### WHAT TO DO
Record by record, give the entire listing again exactly.

══ TASK INPUT ══

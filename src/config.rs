use anyhow::{Context, Result};
use serde::Deserialize;
use std::path::{Path, PathBuf};
use tracing::info;

#[derive(Debug, Deserialize, Clone, Default)]
#[serde(default)]
pub struct MemchatConfig {
    pub server: ServerConfig,
    pub storage: StorageConfig,
    pub cloud: CloudConfig,
    pub llm: LlmConfig,
    pub retrieval: RetrievalConfig,
}

#[derive(Debug, Deserialize, Clone)]
#[serde(default)]
pub struct ServerConfig {
    pub host: String,
    pub port: u16,
    pub log_level: String,
    /// Web sessions idle this long are dropped when a new one starts.
    pub session_idle_secs: u64,
}

#[derive(Debug, Deserialize, Clone)]
#[serde(default)]
pub struct StorageConfig {
    /// `"auto"` tries the cloud service first; `"local"` never does.
    pub backend: String,
    pub local_path: String,
    pub default_user: String,
}

#[derive(Debug, Deserialize, Clone)]
#[serde(default)]
pub struct CloudConfig {
    pub api_key: Option<String>,
    pub base_url: String,
    pub timeout_secs: u64,
}

#[derive(Debug, Deserialize, Clone)]
#[serde(default)]
pub struct LlmConfig {
    pub api_key: Option<String>,
    pub base_url: String,
    pub model: String,
    pub temperature: Option<f32>,
    pub timeout_secs: u64,
}

#[derive(Debug, Deserialize, Clone)]
#[serde(default)]
pub struct RetrievalConfig {
    pub max_results: usize,
}

impl Default for ServerConfig {
    fn default() -> Self {
        Self {
            host: "127.0.0.1".into(),
            port: 8501,
            log_level: "info".into(),
            session_idle_secs: 12 * 60 * 60,
        }
    }
}

impl Default for StorageConfig {
    fn default() -> Self {
        let local_path = default_memchat_dir()
            .join("memories.json")
            .to_string_lossy()
            .into_owned();
        Self {
            backend: "auto".into(),
            local_path,
            default_user: "default_user".into(),
        }
    }
}

impl Default for CloudConfig {
    fn default() -> Self {
        Self {
            api_key: None,
            base_url: "https://api.mem0.ai".into(),
            timeout_secs: 30,
        }
    }
}

impl Default for LlmConfig {
    fn default() -> Self {
        Self {
            api_key: None,
            base_url: "https://api.groq.com/openai/v1".into(),
            model: "mixtral-8x7b-32768".into(),
            temperature: None,
            timeout_secs: 120,
        }
    }
}

impl Default for RetrievalConfig {
    fn default() -> Self {
        Self { max_results: 3 }
    }
}

/// Returns `~/.memchat/`, or `./.memchat/` when there is no home directory.
pub fn default_memchat_dir() -> PathBuf {
    dirs::home_dir()
        .unwrap_or_else(|| PathBuf::from("."))
        .join(".memchat")
}

/// Returns the default config file path: `~/.memchat/config.toml`
pub fn default_config_path() -> PathBuf {
    default_memchat_dir().join("config.toml")
}

impl MemchatConfig {
    /// Load config from TOML file (if it exists) then apply env var overrides.
    pub fn load() -> Result<Self> {
        Self::load_from(default_config_path())
    }

    /// Load from a specific path, then apply env var overrides.
    pub fn load_from(path: impl AsRef<Path>) -> Result<Self> {
        let path = path.as_ref();
        let mut config = if path.exists() {
            let contents =
                std::fs::read_to_string(path).context("failed to read config file")?;
            toml::from_str(&contents).context("failed to parse config TOML")?
        } else {
            info!("no config file at {}, using defaults", path.display());
            MemchatConfig::default()
        };

        config.apply_env_overrides();
        Ok(config)
    }

    /// Apply environment variable overrides. The two API keys keep the
    /// provider-conventional names (`MEM0_API_KEY`, `GROQ_API_KEY`).
    fn apply_env_overrides(&mut self) {
        if let Ok(val) = std::env::var("MEM0_API_KEY") {
            self.cloud.api_key = Some(val);
        }
        if let Ok(val) = std::env::var("GROQ_API_KEY") {
            self.llm.api_key = Some(val);
        }
        if let Ok(val) = std::env::var("MEMCHAT_STORE") {
            self.storage.local_path = val;
        }
        if let Ok(val) = std::env::var("MEMCHAT_USER") {
            self.storage.default_user = val;
        }
        if let Ok(val) = std::env::var("MEMCHAT_BACKEND") {
            self.storage.backend = val;
        }
        if let Ok(val) = std::env::var("MEMCHAT_MODEL") {
            self.llm.model = val;
        }
        if let Ok(val) = std::env::var("MEMCHAT_LOG_LEVEL") {
            self.server.log_level = val;
        }
    }

    /// Resolve the local store path, expanding `~` if needed.
    pub fn resolved_store_path(&self) -> PathBuf {
        expand_tilde(&self.storage.local_path)
    }
}

pub fn expand_tilde(path: &str) -> PathBuf {
    match (path.strip_prefix("~/"), dirs::home_dir()) {
        (Some(rest), Some(home)) => home.join(rest),
        _ => PathBuf::from(path),
    }
}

═══

### YOUR RESPONSE
filename src/config.rs
use anyhow::{Context, Result};
use serde::Deserialize;
use std::path::{Path, PathBuf};
use tracing::info;

#[derive(Debug, Deserialize, Clone, Default)]
#[serde(default)]
pub struct MemchatConfig {
    pub server: ServerConfig,
    pub storage: StorageConfig,
    pub cloud: CloudConfig,
    pub llm: LlmConfig,
    pub retrieval: RetrievalConfig,
}

#[derive(Debug, Deserialize, Clone)]
#[serde(default)]
pub struct ServerConfig {
    pub host: String,
    pub port: u16,
    pub log_level: String,
    /// Web sessions idle this long are dropped when a new one starts.
    pub session_idle_secs: u64,
}

#[derive(Debug, Deserialize, Clone)]
#[serde(default)]
pub struct StorageConfig {
    /// `"auto"` tries the cloud service first; `"local"` never does.
    pub backend: String,
    pub local_path: String,
    pub default_user: String,
}

#[derive(Debug, Deserialize, Clone)]
#[serde(default)]
pub struct CloudConfig {
    pub api_key: Option<String>,
    pub base_url: String,
    pub timeout_secs: u64,
}

#[derive(Debug, Deserialize, Clone)]
#[serde(default)]
pub struct LlmConfig {
    pub api_key: Option<String>,
    pub base_url: String,
    pub model: String,
    pub temperature: Option<f32>,
    pub timeout_secs: u64,
}

#[derive(Debug, Deserialize, Clone)]
#[serde(default)]
pub struct RetrievalConfig {
    pub max_results: usize,
}

impl Default for ServerConfig {
    fn default() -> Self {
        Self {
            host: "127.0.0.1".into(),
            port: 8501,
            log_level: "info".into(),
            session_idle_secs: 12 * 60 * 60,
        }
    }
}

impl Default for StorageConfig {
    fn default() -> Self {
        let local_path = default_memchat_dir()
            .join("memories.json")
            .to_string_lossy()
            .into_owned();
        Self {
            backend: "auto".into(),
            local_path,
            default_user: "default_user".into(),
        }
    }
}

impl Default for CloudConfig {
    fn default() -> Self {
        Self {
            api_key: None,
            base_url: "https://api.mem0.ai".into(),
            timeout_secs: 30,
        }
    }
}

impl Default for LlmConfig {
    fn default() -> Self {
        Self {
            api_key: None,
            base_url: "https://api.groq.com/openai/v1".into(),
            model: "mixtral-8x7b-32768".into(),
            temperature: None,
            timeout_secs: 120,
        }
    }
}

impl Default for RetrievalConfig {
    fn default() -> Self {
        Self { max_results: 3 }
    }
}

/// Returns `~/.memchat/`, or `./.memchat/` when there is no home directory.
pub fn default_memchat_dir() -> PathBuf {
    dirs::home_dir()
        .unwrap_or_else(|| PathBuf::from("."))
        .join(".memchat")
}

/// Returns the default config file path: `~/.memchat/config.toml`
pub fn default_config_path() -> PathBuf {
    default_memchat_dir().join("config.toml")
}

impl MemchatConfig {
    /// Load config from TOML file (if it exists) then apply env var overrides.
    pub fn load() -> Result<Self> {
        Self::load_from(default_config_path())
    }

    /// Load from a specific path, then apply env var overrides.
    pub fn load_from(path: impl AsRef<Path>) -> Result<Self> {
        let path = path.as_ref();
        let mut config = if path.exists() {
            let contents =
                std::fs::read_to_string(path).context("failed to read config file")?;
            toml::from_str(&contents).context("failed to parse config TOML")?
        } else {
            info!("no config file at {}, using defaults", path.display());
            MemchatConfig::default()
        };

        config.apply_env_overrides();
        Ok(config)
    }

    /// Apply environment variable overrides. The two API keys keep the
    /// provider-conventional names (`MEM0_API_KEY`, `GROQ_API_KEY`).
    fn apply_env_overrides(&mut self) {
        if let Ok(val) = std::env::var("MEM0_API_KEY") {
            self.cloud.api_key = Some(val);
        }
        if let Ok(val) = std::env::var("GROQ_API_KEY") {
            self.llm.api_key = Some(val);
        }
        if let Ok(val) = std::env::var("MEMCHAT_STORE") {
            self.storage.local_path = val;
        }
        if let Ok(val) = std::env::var("MEMCHAT_USER") {
            self.storage.default_user = val;
        }
        if let Ok(val) = std::env::var("MEMCHAT_BACKEND") {
            self.storage.backend = val;
        }
        if let Ok(val) = std::env::var("MEMCHAT_MODEL") {
            self.llm.model = val;
        }
        if let Ok(val) = std::env::var("MEMCHAT_LOG_LEVEL") {
            self.server.log_level = val;
        }
    }

    /// Resolve the local store path, expanding `~` if needed.
    pub fn resolved_store_path(&self) -> PathBuf {
        expand_tilde(&self.storage.local_path)
    }
}

pub fn expand_tilde(path: &str) -> PathBuf {
    match (path.strip_prefix("~/"), dirs::home_dir()) {
        (Some(rest), Some(home)) => home.join(rest),
        _ => PathBuf::from(path),
    }
}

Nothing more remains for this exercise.